Nur vier Jahre überlebt ihn Chopin, bevor er seiner, damals noch unheilbaren Krankheit erlag und in einem Ehrengrab auf dem Pariser Friedhof Père Lachaise, ebenfalls fern der polnischen Heimat, beigesetzt wurde. Sein Herz aber wurde nach Warschau gebracht. Seit fast 100 Jahren gibt es einen Warschauer Chopin-Klavierwettbewerb und seit bald 30 Jahren ein Filtsch Klavier-Festival im siebenbürgischen Hermannstadt – beide ein Zeichen der Verehrung dieser beiden komponierenden Ausnahme-Pianisten über Generationen hinweg.

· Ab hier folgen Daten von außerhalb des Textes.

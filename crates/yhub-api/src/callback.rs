// HTTP-callback ("cache") mode
//
// A hub behind NAT cannot be polled; instead it periodically POSTs its
// full state to a listener in this process. Each accepted POST replaces
// the whole path-keyed snapshot atomically -- a reader either sees the
// previous snapshot or the new one, never a half-merged state. Writes
// addressed to such a hub are queued store-and-forward for the hub to
// collect on its next poll.

use std::collections::HashMap;
use std::sync::{Arc, Mutex as StdMutex};

use arc_swap::ArcSwap;
use secrecy::{ExposeSecret, SecretString};
use serde_json::Value;
use tracing::{debug, warn};

use crate::digest::md5_hex_bytes;
use crate::error::Error;
use crate::jzon::{self, ReferenceStore};

/// User agents accepted on inbound callback POSTs.
fn user_agent_is_hub(user_agent: &str) -> bool {
    let ua = user_agent.to_ascii_lowercase();
    ua == "virtualhub" || ua.starts_with("yoctohub")
}

/// The parts of an inbound HTTP request callback validation needs.
/// The embedding HTTP server (out of scope here) maps its request type
/// onto this.
#[derive(Debug, Clone, Copy)]
pub struct InboundPost<'a> {
    pub method: &'a str,
    pub content_type: Option<&'a str>,
    pub user_agent: Option<&'a str>,
    pub body: &'a [u8],
}

/// Read-only state cache for one callback-mode hub.
pub struct CallbackCache {
    password: Option<SecretString>,
    /// Whole snapshot replaced atomically per accepted POST.
    snapshot: ArcSwap<HashMap<String, Arc<Value>>>,
    pending_writes: StdMutex<Vec<String>>,
    jzon_refs: Arc<ReferenceStore>,
}

impl CallbackCache {
    pub fn new(password: Option<SecretString>, jzon_refs: Arc<ReferenceStore>) -> Self {
        Self {
            password,
            snapshot: ArcSwap::from_pointee(HashMap::new()),
            pending_writes: StdMutex::new(Vec::new()),
            jzon_refs,
        }
    }

    // ── Ingestion ────────────────────────────────────────────────────

    /// Validate and apply one inbound callback POST.
    ///
    /// Validation: method must be POST, content type `application/json`,
    /// user agent a recognized hub. When a callback password is
    /// configured the body must carry a valid `sign` field (see
    /// [`verify_signature`]); a missing or wrong signature is an
    /// [`Error::Authentication`]. A valid post replaces the snapshot
    /// atomically.
    pub fn ingest(&self, post: &InboundPost<'_>) -> Result<(), Error> {
        if !post.method.eq_ignore_ascii_case("POST") {
            return Err(Error::protocol(format!(
                "callback must be a POST, got {}",
                post.method
            )));
        }
        if !post
            .content_type
            .is_some_and(|ct| ct.split(';').next().unwrap_or("").trim() == "application/json")
        {
            return Err(Error::protocol("callback content-type is not application/json".to_owned()));
        }
        if !post.user_agent.is_some_and(user_agent_is_hub) {
            return Err(Error::protocol(format!(
                "unrecognized callback user-agent {:?}",
                post.user_agent.unwrap_or("")
            )));
        }

        if let Some(password) = &self.password {
            verify_signature(post.body, password)?;
        }

        let parsed: Value = serde_json::from_slice(post.body).map_err(|e| {
            Error::protocol(format!("callback body is not valid JSON: {e}"))
        })?;
        let Value::Object(entries) = parsed else {
            return Err(Error::protocol("callback body is not a JSON object".to_owned()));
        };

        let mut cache = HashMap::with_capacity(entries.len());
        for (path, value) in entries {
            if !path.starts_with('/') {
                // Metadata fields (serial, sign, ...) travel alongside the
                // sub-request entries; they are not cacheable paths.
                continue;
            }
            match self.decode_entry(&path, value) {
                Some(decoded) => {
                    cache.insert(path, Arc::new(decoded));
                }
                None => {
                    warn!(%path, "skipping undecodable callback entry");
                }
            }
        }

        debug!(entries = cache.len(), "applied callback snapshot");
        self.snapshot.store(Arc::new(cache));
        Ok(())
    }

    /// Decode one posted sub-entry.
    ///
    /// JZON-compacted entries arrive wrapped as
    /// `{"fw": "<release>", "jzon": <compact>}` and expand against the
    /// persisted reference for the device's firmware; entries without a
    /// usable reference (or failing the firmware check) are dropped for
    /// this snapshot. Canonical entries refresh the reference store.
    fn decode_entry(&self, path: &str, value: Value) -> Option<Value> {
        let Some(wrapper) = value.as_object() else {
            return Some(value);
        };

        let (Some(fw), Some(compact)) = (
            wrapper.get("fw").and_then(Value::as_str),
            wrapper.get("jzon"),
        ) else {
            if value.get("module").is_some() {
                self.jzon_refs.store_canonical(&value);
            }
            return Some(value);
        };

        let base = serial_base_from_path(path)?;
        let reference = self.jzon_refs.lookup(base, fw)?;
        match jzon::expand(compact, &reference)
            .and_then(|decoded| jzon::verify_firmware(&decoded, &reference).map(|()| decoded))
        {
            Ok(decoded) => Some(decoded),
            Err(e) => {
                warn!(%path, error = %e, "callback jzon entry rejected");
                self.jzon_refs.mark_untrusted(base, fw);
                None
            }
        }
    }

    // ── Reads & writes ───────────────────────────────────────────────

    /// Look up a sub-request path (e.g. `/bySerial/<serial>/api.json`)
    /// in the current snapshot.
    pub fn get(&self, path: &str) -> Option<Arc<Value>> {
        self.snapshot.load().get(path).map(Arc::clone)
    }

    /// Number of cached sub-request paths.
    pub fn len(&self) -> usize {
        self.snapshot.load().len()
    }

    pub fn is_empty(&self) -> bool {
        self.snapshot.load().is_empty()
    }

    /// Queue a write request for the hub to collect on its next poll.
    pub fn queue_write(&self, request_uri: String) {
        debug!(%request_uri, "queueing store-and-forward write");
        self.pending_writes
            .lock()
            .expect("write queue lock poisoned")
            .push(request_uri);
    }

    /// Drain everything queued since the last poll.
    pub fn drain_pending_writes(&self) -> Vec<String> {
        std::mem::take(
            &mut *self
                .pending_writes
                .lock()
                .expect("write queue lock poisoned"),
        )
    }
}

// ── Signature validation ─────────────────────────────────────────────

/// Validate the embedded callback signature.
///
/// The hub computes `sign = md5(body with the sign value replaced by the
/// shared secret)`; the secret itself is used verbatim when it is already
/// 32 hex chars, `md5(secret)` otherwise. Verification re-runs the same
/// substitution locally and compares lowercase digests.
fn verify_signature(body: &[u8], password: &SecretString) -> Result<(), Error> {
    let (sign_start, sign_len) = find_sign_value(body).ok_or_else(|| Error::Authentication {
        message: "callback password is set but the POST carries no signature".to_owned(),
    })?;
    let claimed = String::from_utf8_lossy(&body[sign_start..sign_start + sign_len]).to_lowercase();

    let secret = password.expose_secret();
    let key = if is_hex32(secret) {
        secret.to_owned()
    } else {
        md5_hex_bytes(secret.as_bytes())
    };

    let mut salted = Vec::with_capacity(body.len());
    salted.extend_from_slice(&body[..sign_start]);
    salted.extend_from_slice(key.as_bytes());
    salted.extend_from_slice(&body[sign_start + sign_len..]);

    if md5_hex_bytes(&salted) == claimed {
        Ok(())
    } else {
        Err(Error::Authentication {
            message: "callback signature mismatch".to_owned(),
        })
    }
}

/// Locate the value of the `"sign"` field in the raw body.
/// Returns (byte offset, length) of the quoted value.
fn find_sign_value(body: &[u8]) -> Option<(usize, usize)> {
    let text = String::from_utf8_lossy(body);
    let field = text.find("\"sign\"")?;
    let colon = field + text[field..].find(':')?;
    let open = colon + text[colon..].find('"')?;
    let value_start = open + 1;
    let value_len = text[value_start..].find('"')?;
    Some((value_start, value_len))
}

fn is_hex32(s: &str) -> bool {
    s.len() == 32 && s.chars().all(|c| c.is_ascii_hexdigit())
}

fn serial_base_from_path(path: &str) -> Option<&str> {
    let serial = path.strip_prefix("/bySerial/")?;
    let serial = &serial[..serial.find('/')?];
    Some(jzon::serial_base(serial))
}

// ── Tests ────────────────────────────────────────────────────────────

Dusil erwähnt noch ein von Hermann Hesse Chopin gewidmetes Gedicht, „Berceuse“ genannt. Mit der postum erschienenen „Nocturne cis-Moll“, deren Melodie sich leise verliert, quasi mit dem letzten Atemzug ausklingt, schließen Dagmar Dusil-Zink, Luise Pelger-Pomarius und der herausragende Ivan Shemchuk ihren gemeinsamen literarisch-musikalischen Nachmittag. Die textliche Vorlage hat Dusil mit großer Empathie und poetischer Ausmalung, mit erstaunlicher Quellenforschung und interpretatorischem Feingefühl zusammengestellt, beim Vortrag stand ihr gekonnt Luise Pelger-Pomarius zur Seite. Und dann war da noch der junge ukrainische Pianist mit polnischer Vergangenheit und aktuellem Wohnsitz im rumänischen Jassy, Ivan Shemchuk. Er absolvierte in den letzten Jahren verschiedene Meisterkurse, gewann schon eine beträchtliche Anzahl von Wettbewerben und kann auf zahlreiche Auftritte verweisen, die wahrscheinlich alle, so wie diesmal, sowohl seine Perfektion als auch seine Hingabe an ein seelenvolles Klavierspiel bezeugen.